Almost all of the drugs are entirely different from those currently being tested in clinical trials and weren’t previously known to hold promise for COVID-19 treatment.

The new candidates expand the number of “shots on goal” for potential COVID-19 treatment and could reach patients faster than drugs that are created from scratch.

The research was conducted by scientists at Sanford and elsewhere.

The team says this is one of the first comprehensive drug screens using the live SARS-CoV-2 virus, and our hope is that one or more of these drugs will save lives while we wait for a vaccine for COVID-19.

Many drugs identified in this study—most of which are new to the COVID-19 research community—can begin clinical trials immediately or in a few months after additional testing.

The drugs were identified by screening more than 12,000 drugs from the ReFRAME drug repurposing collection—a library of existing drugs that have been approved by the FDA for other diseases or have been tested extensively for human safety.

ReFRAME was created by Scripps Research with support from the Bill & Melinda Gates Foundation to accelerate efforts to fight deadly diseases.

Every compound was tested against the live SARS-CoV-2 virus, isolated from patients in Washington State and China, and the final 30 drugs were selected based on their ability to stop the virus’s growth.

In the study, 27 drugs that are not currently under evaluation for COVID-19 were effective at halting viral replication.

17 of these drugs have an extensive record of human safety from clinical studies in non-COVID-19 diseases, including four—clofazimine, acitretin, tretinoin, and astemizole—that were previously approved by the FDA for other indications.

Thus far, six of the 17 were shown to be effective at concentrations, or doses, likely to be effective and tolerable in humans.

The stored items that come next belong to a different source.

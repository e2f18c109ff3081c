use std::path::Path;

use clap::Parser;

use crate::args::CliArgs;
use crate::driver;

fn write_file(path: &Path, contents: &str) {
    if let Some(parent) = path.parent() {
        std::fs::create_dir_all(parent).expect("create parent directory");
    }
    std::fs::write(path, contents).expect("write file");
}

fn run(args: &[&str]) -> driver::CompilationResult {
    let mut argv = vec!["freec"];
    argv.extend_from_slice(args);
    let args = CliArgs::parse_from(argv);
    driver::compile(&args).expect("driver ran")
}

const LENGTH_MODULE: &str = "\
module Length where

length :: [a] -> Integer
length xs = case xs of
  [] -> 0
  y : ys -> 1 + length ys
";

#[test]
fn compiles_a_module_to_the_output_directory() {
    let dir = tempfile::tempdir().expect("tempdir");
    let input = dir.path().join("Length.hs");
    write_file(&input, LENGTH_MODULE);
    let out = dir.path().join("out");

    let result = run(&[
        input.to_str().unwrap(),
        "--output",
        out.to_str().unwrap(),
        "--no-color",
    ]);
    assert_eq!(result.exit_code, 0, "{}", result.rendered_diagnostics);

    let generated = std::fs::read_to_string(out.join("Length.v")).expect("Length.v written");
    assert!(generated.contains("Module Length."));
    assert!(generated.contains("Fixpoint length_0"));
    assert!(out.join("Length.json").is_file());
    assert!(out.join("_CoqProject").is_file());
}

#[test]
fn no_coq_project_suppresses_the_project_file() {
    let dir = tempfile::tempdir().expect("tempdir");
    let input = dir.path().join("Length.hs");
    write_file(&input, LENGTH_MODULE);
    let out = dir.path().join("out");

    let result = run(&[
        input.to_str().unwrap(),
        "--output",
        out.to_str().unwrap(),
        "--no-coq-project",
        "--no-color",
    ]);
    assert_eq!(result.exit_code, 0);
    assert!(!out.join("_CoqProject").exists());
}

#[test]
fn prints_to_stdout_without_an_output_directory() {
    let dir = tempfile::tempdir().expect("tempdir");
    let input = dir.path().join("Id.hs");
    write_file(&input, "id :: a -> a\nid x = x\n");

    let result = run(&[input.to_str().unwrap(), "--no-color"]);
    assert_eq!(result.exit_code, 0);
    assert!(result.stdout_output.contains("Definition id"));
    assert!(result.emitted_files.is_empty());
}

#[test]
fn fatal_diagnostics_set_a_nonzero_exit_code() {
    let dir = tempfile::tempdir().expect("tempdir");
    let input = dir.path().join("Bad.hs");
    write_file(&input, "module Bad where\nf = g\n");
    let out = dir.path().join("out");

    let result = run(&[
        input.to_str().unwrap(),
        "--output",
        out.to_str().unwrap(),
        "--no-color",
    ]);
    assert_eq!(result.exit_code, 1);
    assert!(
        result.rendered_diagnostics.contains("error"),
        "{}",
        result.rendered_diagnostics
    );
    // No partial output for the failed module.
    assert!(!out.join("Bad.v").exists());
}

#[test]
fn diagnostics_include_a_code_frame() {
    let dir = tempfile::tempdir().expect("tempdir");
    let input = dir.path().join("Frame.hs");
    write_file(&input, "f :: Integer\nf = unknownThing\n");

    let result = run(&[input.to_str().unwrap(), "--no-color"]);
    assert_eq!(result.exit_code, 1);
    assert!(
        result.rendered_diagnostics.contains("f = unknownThing"),
        "{}",
        result.rendered_diagnostics
    );
    assert!(result.rendered_diagnostics.contains('^'));
}

#[test]
fn modules_compile_in_import_order() {
    let dir = tempfile::tempdir().expect("tempdir");
    // Caller is given first; the driver must still compile Util before it.
    let caller = dir.path().join("Caller.hs");
    write_file(
        &caller,
        "module Caller where\nimport Util\n\nuse :: Integer -> Integer\nuse x = twice x\n",
    );
    let util = dir.path().join("Util.hs");
    write_file(
        &util,
        "module Util where\n\ntwice :: Integer -> Integer\ntwice x = x + x\n",
    );
    let out = dir.path().join("out");

    let result = run(&[
        caller.to_str().unwrap(),
        util.to_str().unwrap(),
        "--output",
        out.to_str().unwrap(),
        "--no-color",
    ]);
    assert_eq!(result.exit_code, 0, "{}", result.rendered_diagnostics);

    let generated = std::fs::read_to_string(out.join("Caller.v")).expect("Caller.v written");
    assert!(generated.contains("From Generated Require Import Util."));
    assert!(generated.contains("twice Shape Pos x"), "{generated}");
}

#[test]
fn unknown_import_is_fatal() {
    let dir = tempfile::tempdir().expect("tempdir");
    let input = dir.path().join("Lonely.hs");
    write_file(&input, "module Lonely where\nimport Nowhere\n");

    let result = run(&[input.to_str().unwrap(), "--no-color"]);
    assert_eq!(result.exit_code, 1);
    assert!(
        result.rendered_diagnostics.contains("unknown module 'Nowhere'"),
        "{}",
        result.rendered_diagnostics
    );
}

#[test]
fn import_cycle_is_fatal() {
    let dir = tempfile::tempdir().expect("tempdir");
    let a = dir.path().join("A.hs");
    write_file(&a, "module A where\nimport B\n");
    let b = dir.path().join("B.hs");
    write_file(&b, "module B where\nimport A\n");

    let result = run(&[a.to_str().unwrap(), b.to_str().unwrap(), "--no-color"]);
    assert_eq!(result.exit_code, 1);
    assert!(
        result.rendered_diagnostics.contains("cycle"),
        "{}",
        result.rendered_diagnostics
    );
}

#[test]
fn duplicate_module_name_is_fatal() {
    let dir = tempfile::tempdir().expect("tempdir");
    let a = dir.path().join("One.hs");
    write_file(&a, "module Same where\nx :: Integer\nx = 1\n");
    let b = dir.path().join("Two.hs");
    write_file(&b, "module Same where\ny :: Integer\ny = 2\n");

    let result = run(&[a.to_str().unwrap(), b.to_str().unwrap(), "--no-color"]);
    assert_eq!(result.exit_code, 1);
    assert!(
        result
            .rendered_diagnostics
            .contains("module 'Same' is defined more than once"),
        "{}",
        result.rendered_diagnostics
    );
}

#[test]
fn separate_compilation_through_interface_files() {
    let dir = tempfile::tempdir().expect("tempdir");
    let out = dir.path().join("out");

    // First compile the utility module on its own.
    let util = dir.path().join("Util.hs");
    write_file(
        &util,
        "module Util where\n\ntwice :: Integer -> Integer\ntwice x = x + x\n",
    );
    let result = run(&[
        util.to_str().unwrap(),
        "--output",
        out.to_str().unwrap(),
        "--no-color",
    ]);
    assert_eq!(result.exit_code, 0, "{}", result.rendered_diagnostics);

    // Then compile a dependent module against the written interface.
    let caller = dir.path().join("Caller.hs");
    write_file(
        &caller,
        "module Caller where\nimport Util\n\nuse :: Integer -> Integer\nuse x = Util.twice x\n",
    );
    let result = run(&[
        caller.to_str().unwrap(),
        "--output",
        out.to_str().unwrap(),
        "--no-color",
    ]);
    assert_eq!(result.exit_code, 0, "{}", result.rendered_diagnostics);
    let generated = std::fs::read_to_string(out.join("Caller.v")).expect("Caller.v written");
    assert!(generated.contains("Util.twice Shape Pos x"), "{generated}");
}

#[test]
fn runs_are_byte_identical() {
    let dir = tempfile::tempdir().expect("tempdir");
    let input = dir.path().join("Length.hs");
    write_file(&input, LENGTH_MODULE);

    let first = run(&[input.to_str().unwrap(), "--no-color"]);
    let second = run(&[input.to_str().unwrap(), "--no-color"]);
    assert_eq!(first.stdout_output, second.stdout_output);
    assert_eq!(first.exit_code, 0);
}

Four of these six drugs—apilimod, MLN-3897, VBY-825 and ONO 5334—have been tested clinically for diseases including rheumatoid arthritis, Crohn’s disease, osteoporosis and cancer.

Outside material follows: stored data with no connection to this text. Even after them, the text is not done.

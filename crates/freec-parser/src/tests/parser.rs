use freec_common::Reporter;
use freec_ir::{ExprKind, Module, Name, QName, TypeDecl};
use freec_scanner::scan;

use super::*;

fn parse(source: &str) -> Module {
    let mut reporter = Reporter::new();
    let tokens = scan("test.hs", source, &mut reporter).expect("scan failed");
    parse_module("test.hs", &tokens, &mut reporter).expect("parse failed")
}

fn parse_err(source: &str) -> String {
    let mut reporter = Reporter::new();
    let tokens = scan("test.hs", source, &mut reporter).expect("scan failed");
    let result = parse_module("test.hs", &tokens, &mut reporter);
    assert!(result.is_err(), "expected a parse error");
    reporter.diagnostics().last().unwrap().message.clone()
}

#[test]
fn module_header_and_import() {
    let module = parse("module M where\nimport Prelude\nx :: Integer\nx = 1\n");
    assert_eq!(module.name.as_deref(), Some("M"));
    assert_eq!(module.imports.len(), 1);
    assert_eq!(module.imports[0].module, "Prelude");
    assert_eq!(module.type_sigs.len(), 1);
    assert_eq!(module.func_decls.len(), 1);
}

#[test]
fn headerless_module_has_no_name() {
    let module = parse("x = 1\n");
    assert_eq!(module.name, None);
    assert_eq!(module.coq_name(), "Main");
}

#[test]
fn signature_collects_type_vars_in_order() {
    let module = parse("const :: a -> b -> a\nconst x y = x\n");
    let sig = &module.type_sigs[0];
    assert_eq!(sig.name, Name::ident("const"));
    let vars: Vec<&str> = sig.schema.type_args.iter().map(|v| v.ident.as_str()).collect();
    assert_eq!(vars, vec!["a", "b"]);
}

#[test]
fn grouped_signature_expands_to_each_name() {
    let module = parse("f, g :: Integer\nf = 1\ng = 2\n");
    assert_eq!(module.type_sigs.len(), 2);
    assert_eq!(module.type_sigs[0].name, Name::ident("f"));
    assert_eq!(module.type_sigs[1].name, Name::ident("g"));
}

#[test]
fn data_declaration() {
    let module = parse("data Tree a = Leaf a | Branch (Forest a)\n");
    let TypeDecl::Data(data) = &module.type_decls[0] else {
        panic!("expected a data declaration");
    };
    assert_eq!(data.ident.name, Name::ident("Tree"));
    assert_eq!(data.type_args.len(), 1);
    assert_eq!(data.cons.len(), 2);
    assert_eq!(data.cons[0].fields.len(), 1);
    assert_eq!(data.cons[1].fields.len(), 1);
}

#[test]
fn type_synonym_declaration() {
    let module = parse("type Forest a = [Tree a]\n");
    let TypeDecl::Syn(syn) = &module.type_decls[0] else {
        panic!("expected a type synonym");
    };
    assert_eq!(syn.ident.name, Name::ident("Forest"));
    assert_eq!(syn.type_args.len(), 1);
}

#[test]
fn case_with_cons_pattern() {
    let module = parse("length xs = case xs of\n  [] -> 0\n  y : ys -> 1\n");
    let func = &module.func_decls[0];
    let ExprKind::Case(_, alts) = &func.body.kind else {
        panic!("expected a case body");
    };
    assert_eq!(alts.len(), 2);
    assert_eq!(alts[0].con.name, QName::symbol("[]"));
    assert_eq!(alts[1].con.name, QName::symbol(":"));
    assert_eq!(alts[1].pats.len(), 2);
}

#[test]
fn operator_precedence_and_associativity() {
    // 1 + 2 * 3 parses as 1 + (2 * 3).
    let module = parse("f = 1 + 2 * 3\n");
    let body = &module.func_decls[0].body;
    let (head, args) = body.app_spine();
    assert_eq!(head.kind, ExprKind::Var(QName::symbol("+")));
    assert_eq!(args.len(), 2);
    let (inner_head, inner_args) = args[1].app_spine();
    assert_eq!(inner_head.kind, ExprKind::Var(QName::symbol("*")));
    assert_eq!(inner_args.len(), 2);
}

#[test]
fn cons_is_right_associative_constructor() {
    let module = parse("f = 1 : 2 : []\n");
    let body = &module.func_decls[0].body;
    let (head, args) = body.app_spine();
    assert_eq!(head.kind, ExprKind::Con(QName::symbol(":")));
    let (tail_head, _) = args[1].app_spine();
    assert_eq!(tail_head.kind, ExprKind::Con(QName::symbol(":")));
}

#[test]
fn list_literal_desugars_to_cons_chain() {
    let module = parse("f = [1, 2]\n");
    let body = &module.func_decls[0].body;
    let (head, args) = body.app_spine();
    assert_eq!(head.kind, ExprKind::Con(QName::symbol(":")));
    let (_, tail_args) = args[1].app_spine();
    assert_eq!(tail_args.len(), 2);
}

#[test]
fn lambda_and_if() {
    let module = parse("f = \\x y -> if x then y else 0\n");
    let ExprKind::Lambda(pats, body) = &module.func_decls[0].body.kind else {
        panic!("expected a lambda");
    };
    assert_eq!(pats.len(), 2);
    assert!(matches!(body.kind, ExprKind::If(_, _, _)));
}

#[test]
fn undefined_and_error_are_special() {
    let module = parse("f = undefined\ng = error \"boom\"\n");
    assert!(matches!(module.func_decls[0].body.kind, ExprKind::Undefined));
    assert!(matches!(
        &module.func_decls[1].body.kind,
        ExprKind::ErrorExpr(msg) if msg == "boom"
    ));
}

#[test]
fn multi_equation_desugars_to_case() {
    let module = parse("head (x : _) = x\nhead [] = undefined\n");
    assert_eq!(module.func_decls.len(), 1);
    let func = &module.func_decls[0];
    assert_eq!(func.ident.name, Name::ident("head"));
    assert_eq!(func.arity(), 1);
    let ExprKind::Case(scrutinee, alts) = &func.body.kind else {
        panic!("expected a desugared case");
    };
    assert!(matches!(&scrutinee.kind, ExprKind::Var(name) if name.name.as_str() == func.args[0].ident));
    assert_eq!(alts.len(), 2);
    assert_eq!(alts[0].con.name, QName::symbol(":"));
    assert_eq!(alts[1].con.name, QName::symbol("[]"));
}

#[test]
fn multi_equation_substitutes_canonical_args() {
    // The second argument is named differently per equation; both bodies
    // must refer to the same canonical argument afterwards.
    let module = parse("f [] a = a\nf (x : xs) b = b\n");
    let func = &module.func_decls[0];
    let ExprKind::Case(_, alts) = &func.body.kind else {
        panic!("expected a desugared case");
    };
    let canonical = &func.args[1].ident;
    for alt in alts {
        assert!(
            matches!(&alt.rhs.kind, ExprKind::Var(name) if name.name.as_str() == *canonical),
            "alternative body was not renamed: {:?}",
            alt.rhs
        );
    }
}

#[test]
fn operator_binding_name() {
    let module = parse("(+++) :: a -> a -> a\n(+++) x y = x\n");
    assert_eq!(module.type_sigs[0].name, Name::symbol("+++"));
    assert_eq!(module.func_decls[0].ident.name, Name::symbol("+++"));
}

#[test]
fn unsupported_let_is_fatal() {
    assert!(parse_err("f = let x = 1 in x\n").contains("'let' construct is not supported"));
}

#[test]
fn unknown_infix_operator_is_fatal() {
    assert!(parse_err("f = x +++ y\n").contains("no fixed fixity"));
}

#[test]
fn bare_variable_alternative_is_fatal() {
    let message = parse_err("f x = case x of\n  y -> y\n");
    assert!(message.contains("variable patterns are not supported"));
}

#[test]
fn nested_pattern_is_fatal() {
    let message = parse_err("f (x : (y : ys)) = x\n");
    assert!(message.contains("nested patterns"));
}

#[test]
fn arity_mismatch_between_equations_is_fatal() {
    let message = parse_err("f [] = 1\nf x y = 2\n");
    assert!(message.contains("different numbers of arguments"));
}

#[test]
fn matching_on_two_columns_is_fatal() {
    let message = parse_err("f [] [] = 1\nf (x:xs) (y:ys) = 2\n");
    assert!(message.contains("more than one argument"));
}

#[test]
fn type_class_context_is_fatal() {
    assert!(parse_err("f :: Eq a => a -> a\nf x = x\n").contains("type-class contexts"));
}

#[test]
fn import_list_is_fatal() {
    assert!(parse_err("import M (f)\n").contains("import lists are not supported"));
}

#[test]
fn wildcards_become_fresh_variables() {
    let module = parse("f _ _ = 1\n");
    let func = &module.func_decls[0];
    assert_eq!(func.arity(), 2);
    assert_ne!(func.args[0].ident, func.args[1].ident);
    assert!(func.args[0].ident.starts_with('#'));
}

#[test]
fn pair_expression_and_pattern() {
    let module = parse("swap p = case p of\n  (a, b) -> (b, a)\n");
    let ExprKind::Case(_, alts) = &module.func_decls[0].body.kind else {
        panic!("expected case");
    };
    assert_eq!(alts[0].con.name, QName::symbol("(,)"));
    assert_eq!(alts[0].pats.len(), 2);
    let (head, args) = alts[0].rhs.app_spine();
    assert_eq!(head.kind, ExprKind::Con(QName::symbol("(,)")));
    assert_eq!(args.len(), 2);
}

In addition to the 27 drug candidates, three drugs currently in clinical trials for COVID-19, including remdesivir and chloroquine derivatives, were also shown to be effective at stopping the growth of SARS-CoV-2.

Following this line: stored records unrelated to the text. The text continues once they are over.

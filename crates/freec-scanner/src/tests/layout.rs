use freec_common::Reporter;

use super::*;
use crate::lexer::Lexer;
use crate::token::TokenKind;

fn layout_kinds(source: &str) -> Vec<TokenKind> {
    let mut reporter = Reporter::new();
    let raw = Lexer::new("test.hs", source)
        .run(&mut reporter)
        .expect("lexing failed");
    apply_layout(source, raw)
        .into_iter()
        .map(|t| t.kind)
        .collect()
}

#[test]
fn headerless_file_opens_implicit_block() {
    let kinds = layout_kinds("x = y\nz = w\n");
    assert_eq!(kinds[0], TokenKind::VLBrace);
    assert!(kinds.contains(&TokenKind::VSemi));
    assert_eq!(kinds[kinds.len() - 2], TokenKind::VRBrace);
    assert_eq!(kinds[kinds.len() - 1], TokenKind::Eof);
}

#[test]
fn module_header_opens_block_after_where() {
    let kinds = layout_kinds("module M where\nx = y\n");
    let where_at = kinds.iter().position(|k| *k == TokenKind::Where).unwrap();
    assert_eq!(kinds[where_at + 1], TokenKind::VLBrace);
}

#[test]
fn of_block_collects_alternatives() {
    let source = "f = case xs of\n  [] -> a\n  y -> b\n";
    let kinds = layout_kinds(source);
    let of_at = kinds.iter().position(|k| *k == TokenKind::Of).unwrap();
    assert_eq!(kinds[of_at + 1], TokenKind::VLBrace);
    // One virtual semi between the two alternatives.
    let semis: Vec<_> = kinds[of_at..]
        .iter()
        .filter(|k| **k == TokenKind::VSemi)
        .collect();
    assert_eq!(semis.len(), 1);
}

#[test]
fn dedent_closes_of_block() {
    let source = "f = case xs of\n  [] -> a\ng = b\n";
    let kinds = layout_kinds(source);
    // The `g` declaration must be preceded by the closing of the of-block
    // and a separator in the top-level block.
    let g_at = kinds
        .iter()
        .position(|k| *k == TokenKind::VarId("g".into()))
        .unwrap();
    assert_eq!(kinds[g_at - 2], TokenKind::VRBrace);
    assert_eq!(kinds[g_at - 1], TokenKind::VSemi);
}

#[test]
fn paren_closes_inline_of_block() {
    let source = "f = (case xs of [] -> a) \ng = b\n";
    let kinds = layout_kinds(source);
    let rparen_at = kinds.iter().position(|k| *k == TokenKind::RParen).unwrap();
    assert_eq!(kinds[rparen_at - 1], TokenKind::VRBrace);
}

#[test]
fn explicit_braces_suppress_layout() {
    let source = "f = case xs of { [] -> a ; y -> b }\n";
    let kinds = layout_kinds(source);
    assert!(kinds.contains(&TokenKind::LBrace));
    assert!(kinds.contains(&TokenKind::Semi));
    assert!(!kinds.contains(&TokenKind::VSemi) || kinds[0] == TokenKind::VLBrace);
}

These results reaffirm their promise as potential COVID-19 treatments and support the continuation of ongoing clinical trials to prove their effectiveness in patients.

Depending on regulatory guidance, the newly identified drug candidates may proceed directly to COVID-19 clinical trials or undergo further testing for efficacy in animal models.

One author of the study is Sumit Chanda, Ph.D., director of the Immunity and Pathogenesis Program at Sanford Burnham Prebys.

The study was placed on bioRxiv (pronounced “bio-Archive”), an open-access distribution service for preprints of life science research.